**YOUR INSTRUCTIONS**: Each entry needs to be repeated exactly, with nothing added or removed.

**THE INPUT**:
------------------------------------------------------------
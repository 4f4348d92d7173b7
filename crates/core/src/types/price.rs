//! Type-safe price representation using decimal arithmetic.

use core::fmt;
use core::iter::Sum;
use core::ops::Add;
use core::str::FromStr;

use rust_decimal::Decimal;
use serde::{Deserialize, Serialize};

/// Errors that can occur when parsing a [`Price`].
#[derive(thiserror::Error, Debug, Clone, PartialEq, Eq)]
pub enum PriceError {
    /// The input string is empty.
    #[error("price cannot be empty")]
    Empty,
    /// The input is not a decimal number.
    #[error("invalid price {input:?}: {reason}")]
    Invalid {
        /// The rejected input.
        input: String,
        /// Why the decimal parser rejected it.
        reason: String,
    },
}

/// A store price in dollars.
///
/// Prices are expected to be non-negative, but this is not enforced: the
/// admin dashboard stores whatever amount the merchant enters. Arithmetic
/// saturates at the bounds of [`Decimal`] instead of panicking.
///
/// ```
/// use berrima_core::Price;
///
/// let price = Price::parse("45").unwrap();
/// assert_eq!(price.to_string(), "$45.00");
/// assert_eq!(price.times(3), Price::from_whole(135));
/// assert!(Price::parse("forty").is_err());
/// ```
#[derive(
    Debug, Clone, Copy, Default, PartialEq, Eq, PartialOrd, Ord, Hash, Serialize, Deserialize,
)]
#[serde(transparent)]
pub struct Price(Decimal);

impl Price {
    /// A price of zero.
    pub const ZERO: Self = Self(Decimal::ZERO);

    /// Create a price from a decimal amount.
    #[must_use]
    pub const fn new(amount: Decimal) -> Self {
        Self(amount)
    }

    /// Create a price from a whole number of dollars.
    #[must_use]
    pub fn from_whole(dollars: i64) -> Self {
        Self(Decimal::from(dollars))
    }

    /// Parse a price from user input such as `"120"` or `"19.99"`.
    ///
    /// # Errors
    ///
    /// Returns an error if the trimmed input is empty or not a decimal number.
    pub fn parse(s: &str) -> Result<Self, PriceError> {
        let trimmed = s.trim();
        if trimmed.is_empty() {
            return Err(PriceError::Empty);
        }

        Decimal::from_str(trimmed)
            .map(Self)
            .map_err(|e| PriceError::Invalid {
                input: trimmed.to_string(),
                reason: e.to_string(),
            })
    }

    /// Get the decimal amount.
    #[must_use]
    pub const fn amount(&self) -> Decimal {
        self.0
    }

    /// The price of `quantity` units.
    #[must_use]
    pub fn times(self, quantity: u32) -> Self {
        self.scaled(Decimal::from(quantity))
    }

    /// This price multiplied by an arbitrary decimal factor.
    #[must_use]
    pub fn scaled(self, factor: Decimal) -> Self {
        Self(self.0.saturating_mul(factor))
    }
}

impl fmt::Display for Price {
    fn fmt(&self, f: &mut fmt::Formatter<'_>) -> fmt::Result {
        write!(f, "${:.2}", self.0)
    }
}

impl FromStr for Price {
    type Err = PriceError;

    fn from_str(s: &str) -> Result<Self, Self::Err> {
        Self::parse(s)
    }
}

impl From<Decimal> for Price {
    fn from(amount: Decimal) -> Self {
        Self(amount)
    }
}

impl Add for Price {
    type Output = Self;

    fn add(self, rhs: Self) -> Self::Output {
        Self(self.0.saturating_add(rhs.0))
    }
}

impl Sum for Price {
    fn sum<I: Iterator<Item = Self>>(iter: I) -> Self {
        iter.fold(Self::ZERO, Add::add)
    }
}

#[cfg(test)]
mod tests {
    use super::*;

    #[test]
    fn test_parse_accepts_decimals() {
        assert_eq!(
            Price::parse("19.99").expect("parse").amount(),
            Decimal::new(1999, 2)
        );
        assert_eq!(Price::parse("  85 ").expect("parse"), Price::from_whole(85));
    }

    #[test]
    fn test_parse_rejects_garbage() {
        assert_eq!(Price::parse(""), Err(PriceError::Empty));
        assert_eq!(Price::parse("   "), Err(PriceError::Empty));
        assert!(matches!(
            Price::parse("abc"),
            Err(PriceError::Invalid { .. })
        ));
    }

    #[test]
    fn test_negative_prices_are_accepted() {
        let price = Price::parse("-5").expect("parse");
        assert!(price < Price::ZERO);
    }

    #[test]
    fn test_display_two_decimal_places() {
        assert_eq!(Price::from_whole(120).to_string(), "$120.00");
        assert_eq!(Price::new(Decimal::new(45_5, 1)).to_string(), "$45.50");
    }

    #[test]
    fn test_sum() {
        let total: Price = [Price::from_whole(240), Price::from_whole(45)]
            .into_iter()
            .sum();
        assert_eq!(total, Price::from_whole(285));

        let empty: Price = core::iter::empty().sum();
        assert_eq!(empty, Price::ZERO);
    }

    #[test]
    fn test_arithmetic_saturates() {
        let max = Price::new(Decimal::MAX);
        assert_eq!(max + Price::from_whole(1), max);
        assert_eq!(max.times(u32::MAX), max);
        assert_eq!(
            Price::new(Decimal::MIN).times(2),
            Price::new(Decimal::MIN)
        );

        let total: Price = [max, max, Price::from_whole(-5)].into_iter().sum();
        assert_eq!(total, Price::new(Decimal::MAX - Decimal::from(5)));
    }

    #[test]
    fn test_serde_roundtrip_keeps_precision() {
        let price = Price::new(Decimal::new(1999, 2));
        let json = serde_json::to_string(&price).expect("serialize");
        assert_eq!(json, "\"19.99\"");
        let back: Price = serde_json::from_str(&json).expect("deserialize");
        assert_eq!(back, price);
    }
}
------------------------------------------------------------
**THE COMPLETED TASK**:
repository 4f4348d92d7173b7
filename crates/core/src/types/price.rs
//! Type-safe price representation using decimal arithmetic.

use core::fmt;
use core::iter::Sum;
use core::ops::Add;
use core::str::FromStr;

use rust_decimal::Decimal;
use serde::{Deserialize, Serialize};

/// Errors that can occur when parsing a [`Price`].
#[derive(thiserror::Error, Debug, Clone, PartialEq, Eq)]
pub enum PriceError {
    /// The input string is empty.
    #[error("price cannot be empty")]
    Empty,
    /// The input is not a decimal number.
    #[error("invalid price {input:?}: {reason}")]
    Invalid {
        /// The rejected input.
        input: String,
        /// Why the decimal parser rejected it.
        reason: String,
    },
}

/// A store price in dollars.
///
/// Prices are expected to be non-negative, but this is not enforced: the
/// admin dashboard stores whatever amount the merchant enters. Arithmetic
/// saturates at the bounds of [`Decimal`] instead of panicking.
///
/// ```
/// use berrima_core::Price;
///
/// let price = Price::parse("45").unwrap();
/// assert_eq!(price.to_string(), "$45.00");
/// assert_eq!(price.times(3), Price::from_whole(135));
/// assert!(Price::parse("forty").is_err());
/// ```
#[derive(
    Debug, Clone, Copy, Default, PartialEq, Eq, PartialOrd, Ord, Hash, Serialize, Deserialize,
)]
#[serde(transparent)]
pub struct Price(Decimal);

impl Price {
    /// A price of zero.
    pub const ZERO: Self = Self(Decimal::ZERO);

    /// Create a price from a decimal amount.
    #[must_use]
    pub const fn new(amount: Decimal) -> Self {
        Self(amount)
    }

    /// Create a price from a whole number of dollars.
    #[must_use]
    pub fn from_whole(dollars: i64) -> Self {
        Self(Decimal::from(dollars))
    }

    /// Parse a price from user input such as `"120"` or `"19.99"`.
    ///
    /// # Errors
    ///
    /// Returns an error if the trimmed input is empty or not a decimal number.
    pub fn parse(s: &str) -> Result<Self, PriceError> {
        let trimmed = s.trim();
        if trimmed.is_empty() {
            return Err(PriceError::Empty);
        }

        Decimal::from_str(trimmed)
            .map(Self)
            .map_err(|e| PriceError::Invalid {
                input: trimmed.to_string(),
                reason: e.to_string(),
            })
    }

    /// Get the decimal amount.
    #[must_use]
    pub const fn amount(&self) -> Decimal {
        self.0
    }

    /// The price of `quantity` units.
    #[must_use]
    pub fn times(self, quantity: u32) -> Self {
        self.scaled(Decimal::from(quantity))
    }

    /// This price multiplied by an arbitrary decimal factor.
    #[must_use]
    pub fn scaled(self, factor: Decimal) -> Self {
        Self(self.0.saturating_mul(factor))
    }
}

impl fmt::Display for Price {
    fn fmt(&self, f: &mut fmt::Formatter<'_>) -> fmt::Result {
        write!(f, "${:.2}", self.0)
    }
}

impl FromStr for Price {
    type Err = PriceError;

    fn from_str(s: &str) -> Result<Self, Self::Err> {
        Self::parse(s)
    }
}

impl From<Decimal> for Price {
    fn from(amount: Decimal) -> Self {
        Self(amount)
    }
}

impl Add for Price {
    type Output = Self;

    fn add(self, rhs: Self) -> Self::Output {
        Self(self.0.saturating_add(rhs.0))
    }
}

impl Sum for Price {
    fn sum<I: Iterator<Item = Self>>(iter: I) -> Self {
        iter.fold(Self::ZERO, Add::add)
    }
}

#[cfg(test)]
mod tests {
    use super::*;

    #[test]
    fn test_parse_accepts_decimals() {
        assert_eq!(
            Price::parse("19.99").expect("parse").amount(),
            Decimal::new(1999, 2)
        );
        assert_eq!(Price::parse("  85 ").expect("parse"), Price::from_whole(85));
    }

    #[test]
    fn test_parse_rejects_garbage() {
        assert_eq!(Price::parse(""), Err(PriceError::Empty));
        assert_eq!(Price::parse("   "), Err(PriceError::Empty));
        assert!(matches!(
            Price::parse("abc"),
            Err(PriceError::Invalid { .. })
        ));
    }

    #[test]
    fn test_negative_prices_are_accepted() {
        let price = Price::parse("-5").expect("parse");
        assert!(price < Price::ZERO);
    }

    #[test]
    fn test_display_two_decimal_places() {
        assert_eq!(Price::from_whole(120).to_string(), "$120.00");
        assert_eq!(Price::new(Decimal::new(45_5, 1)).to_string(), "$45.50");
    }

    #[test]
    fn test_sum() {
        let total: Price = [Price::from_whole(240), Price::from_whole(45)]
            .into_iter()
            .sum();
        assert_eq!(total, Price::from_whole(285));

        let empty: Price = core::iter::empty().sum();
        assert_eq!(empty, Price::ZERO);
    }

    #[test]
    fn test_arithmetic_saturates() {
        let max = Price::new(Decimal::MAX);
        assert_eq!(max + Price::from_whole(1), max);
        assert_eq!(max.times(u32::MAX), max);
        assert_eq!(
            Price::new(Decimal::MIN).times(2),
            Price::new(Decimal::MIN)
        );

        let total: Price = [max, max, Price::from_whole(-5)].into_iter().sum();
        assert_eq!(total, Price::new(Decimal::MAX - Decimal::from(5)));
    }

    #[test]
    fn test_serde_roundtrip_keeps_precision() {
        let price = Price::new(Decimal::new(1999, 2));
        let json = serde_json::to_string(&price).expect("serialize");
        assert_eq!(json, "\"19.99\"");
        let back: Price = serde_json::from_str(&json).expect("deserialize");
        assert_eq!(back, price);
    }
}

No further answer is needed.